38. The method of claim 31, further comprising filtering the recorded ion current, optionally using a band pass filter.

39. The method of claim 31, further comprising feeding back surface height profile data in order to control said micropipette motion to track the sample surface.

40. The method of claim 39, wherein a surface tracking signal is provided using a short correlator.

41. The method of claim 39, wherein said spread spectrum modulation is performed using at least a first spreading code for surface tracking and a second spreading code for imaging, said second code being longer than said first code.

42. The method of claim 31, wherein said demodulation is performed using a long correlator.

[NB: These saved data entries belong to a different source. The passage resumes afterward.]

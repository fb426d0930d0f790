// [apps/edge-collector/src/dedup.rs]
/*!
 * Deduplicador de comandos ya ejecutados, respaldado por un archivo JSON
 * (spec §4.7). El edge es el único garante de "exactly-once" del lado de
 * ejecución: el cloud puede reentregar un comando `PULLED` tras un corte
 * de red antes del ACK, y este conjunto evita una segunda ejecución física.
 *
 * Tope de 1000 entradas, recorte de las más antiguas primero -- igual que
 * el original de Python. La E/S de archivo es síncrona (poco frecuente,
 * fuera de la ruta caliente del poll) y se despacha vía `spawn_blocking`
 * para no bloquear el runtime async.
 */

use std::collections::HashSet;
use std::path::PathBuf;

use tokio::sync::Mutex;
use tracing::warn;

const MAX_ENTRIES: usize = 1000;

pub struct CommandDeduplicator {
    path: PathBuf,
    executed: Mutex<Vec<String>>,
}

impl CommandDeduplicator {
    /// Carga el conjunto persistido en `path`, o arranca vacío si el
    /// archivo no existe o está corrupto (nunca falla la ignición por esto).
    pub async fn load(path: impl Into<PathBuf>) -> Self {
        let path = path.into();
        let read_path = path.clone();
        let executed = tokio::task::spawn_blocking(move || read_entries(&read_path))
            .await
            .unwrap_or_default();
        Self { path, executed: Mutex::new(executed) }
    }

    pub async fn is_executed(&self, command_id: &str) -> bool {
        self.executed.lock().await.iter().any(|id| id == command_id)
    }

    /// Registra `command_id` como ejecutado y persiste el conjunto,
    /// recortando las entradas más antiguas si se excede `MAX_ENTRIES`.
    pub async fn mark_executed(&self, command_id: String) {
        let mut guard = self.executed.lock().await;
        if guard.iter().any(|id| id == &command_id) {
            return;
        }
        guard.push(command_id);
        if guard.len() > MAX_ENTRIES {
            let overflow = guard.len() - MAX_ENTRIES;
            guard.drain(0..overflow);
        }

        let snapshot = guard.clone();
        let path = self.path.clone();
        drop(guard);

        if let Err(err) = tokio::task::spawn_blocking(move || write_entries(&path, &snapshot)).await {
            warn!(error = %err, "dedup persistence task panicked");
        }
    }
}

fn read_entries(path: &std::path::Path) -> Vec<String> {
    let Ok(contents) = std::fs::read_to_string(path) else {
        return Vec::new();
    };
    match serde_json::from_str::<Vec<String>>(&contents) {
        Ok(entries) => {
            let mut seen = HashSet::with_capacity(entries.len());
            entries.into_iter().filter(|id| seen.insert(id.clone())).collect()
        }
        Err(_) => Vec::new(),
    }
}

fn write_entries(path: &std::path::Path, entries: &[String]) -> std::io::Result<()> {
    let serialized = serde_json::to_string(entries).unwrap_or_else(|_| "[]".to_string());
    std::fs::write(path, serialized)
}

#[cfg(test)]
mod tests {
    use super::*;

    #[tokio::test]
    async fn fresh_store_has_no_executed_commands() {
        let dir = tempfile::tempdir().unwrap();
        let dedup = CommandDeduplicator::load(dir.path().join("dedup.json")).await;
        assert!(!dedup.is_executed("cmd-1").await);
    }

    #[tokio::test]
    async fn marked_command_is_reported_executed_and_persists() {
        let dir = tempfile::tempdir().unwrap();
        let path = dir.path().join("dedup.json");

        let dedup = CommandDeduplicator::load(&path).await;
        dedup.mark_executed("cmd-1".to_string()).await;
        assert!(dedup.is_executed("cmd-1").await);

        let reloaded = CommandDeduplicator::load(&path).await;
        assert!(reloaded.is_executed("cmd-1").await);
    }

    #[tokio::test]
    async fn caps_at_max_entries_dropping_oldest_first() {
        let dir = tempfile::tempdir().unwrap();
        let dedup = CommandDeduplicator::load(dir.path().join("dedup.json")).await;

        for i in 0..(MAX_ENTRIES + 5) {
            dedup.mark_executed(format!("cmd-{i}")).await;
        }

        assert!(!dedup.is_executed("cmd-0").await);
        assert!(dedup.is_executed(&format!("cmd-{}", MAX_ENTRIES + 4)).await);
    }
}
// [libs/domain/models/src/scan.rs]
use chrono::{DateTime, Utc};
use serde::{Deserialize, Serialize};

#[derive(Debug, Clone, Copy, PartialEq, Eq, Serialize, Deserialize)]
#[serde(rename_all = "UPPERCASE")]
pub enum ScanJobStatus {
    Pending,
    Running,
    Completed,
    Failed,
    Cancelled,
}

/// Registro persistido de un escaneo de rango IP (spec §3). El trabajo en
/// memoria vivo (progreso atómico, cancelación cooperativa) vive en
/// `fleetctl-infra-discovery::ScanSession`; esta fila es su proyección
/// durable para consulta por el operador.
#[derive(Debug, Clone, Serialize, Deserialize)]
pub struct IpScanJob {
    pub id: String,
    pub site_id: i64,
    /// Dispositivo que reclamó este job (spec §4.3: "picked up by an
    /// edge"). `None` hasta que un edge lo reclama vía `claim_pending`.
    pub device_id: Option<i64>,
    pub ip_range_start: String,
    pub ip_range_end: String,
    pub total_ips: i64,
    pub scanned_ips: i64,
    pub discovered_miners: i64,
    pub status: ScanJobStatus,
    pub started_at: DateTime<Utc>,
    pub completed_at: Option<DateTime<Utc>>,
    pub error: Option<String>,
}

/// Identidad única: `(scan_job_id, ip_address)`. `is_imported` es una
/// transición de sentido único `false -> true`.
#[derive(Debug, Clone, Serialize, Deserialize)]
pub struct DiscoveredMinerRecord {
    pub scan_job_id: String,
    pub ip_address: String,
    pub detected_model: String,
    pub detected_type: String,
    pub is_imported: bool,
    pub imported_miner_id: Option<i64>,
    pub discovered_at: DateTime<Utc>,
}
// [libs/infra/discovery/src/lib.rs]
//! Descubrimiento de miners en rangos IP/CIDR (C3).
//!
//! Estrato L3: combina el cliente de `fleetctl-core-miner-proto` con
//! un respaldo HTTP para identificar fabricantes que no exponen la
//! API CGMiner clásica.

pub mod range;
pub mod scanner;
pub mod signatures;

pub use range::{parse_cidr, parse_ip_range, RangeParseError, MAX_IPS};
pub use scanner::{
    generate_scan_id, spawn_cidr_scan, spawn_range_scan, DiscoveredMiner, ScanProgress, ScanSession,
    ScanStatus, CGMINER_PORT, MAX_WORKERS,
};
pub use signatures::{identify_type_from_string, MinerType, MINER_SIGNATURES};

43. The method of claim 31, further comprising executing a de-convolution algorithm to reduce image blurring caused by micropipette movement.

44. The method of claim 31, wherein said determination comprises deconvolving the demodulated ion current with a truncated cone having the sample surface as its base and the micropipette aperture as its top.

45. The method of claim 31, further comprising collecting data from a third electrode for scanning electrochemical microscopy (SECM).

46. The method of claim 45, further comprising applying a direct current (DC) offset voltage to said third electrode relative to said first electrode.

47. The method of claim 31, wherein the first piezoelectric actuator is used for relatively fine z-axis motion control of the micropipette and a second piezoelectric actuator is used for relatively coarse z-axis motion control of the sample stage.

48. The method of claim 1, wherein said calibration data comprises a composite approach curve for each XY location at which the ion current is recorded, said composite approach curves being determined from a plurality of calibration approach curves measured during a training sequence.

49. The method of claim 48, wherein said composite approach curves are linear combinations of said plurality of calibration curves weighted according to the linear distances of said respective XY locations from the XY locations of said plurality of calibration curves.

50. The method of claim 48, wherein said plurality of calibration curves are collected prior to and/or during and/or after said step of recording the ion current whilst controlling the micropipette to move with respect to the sample stage.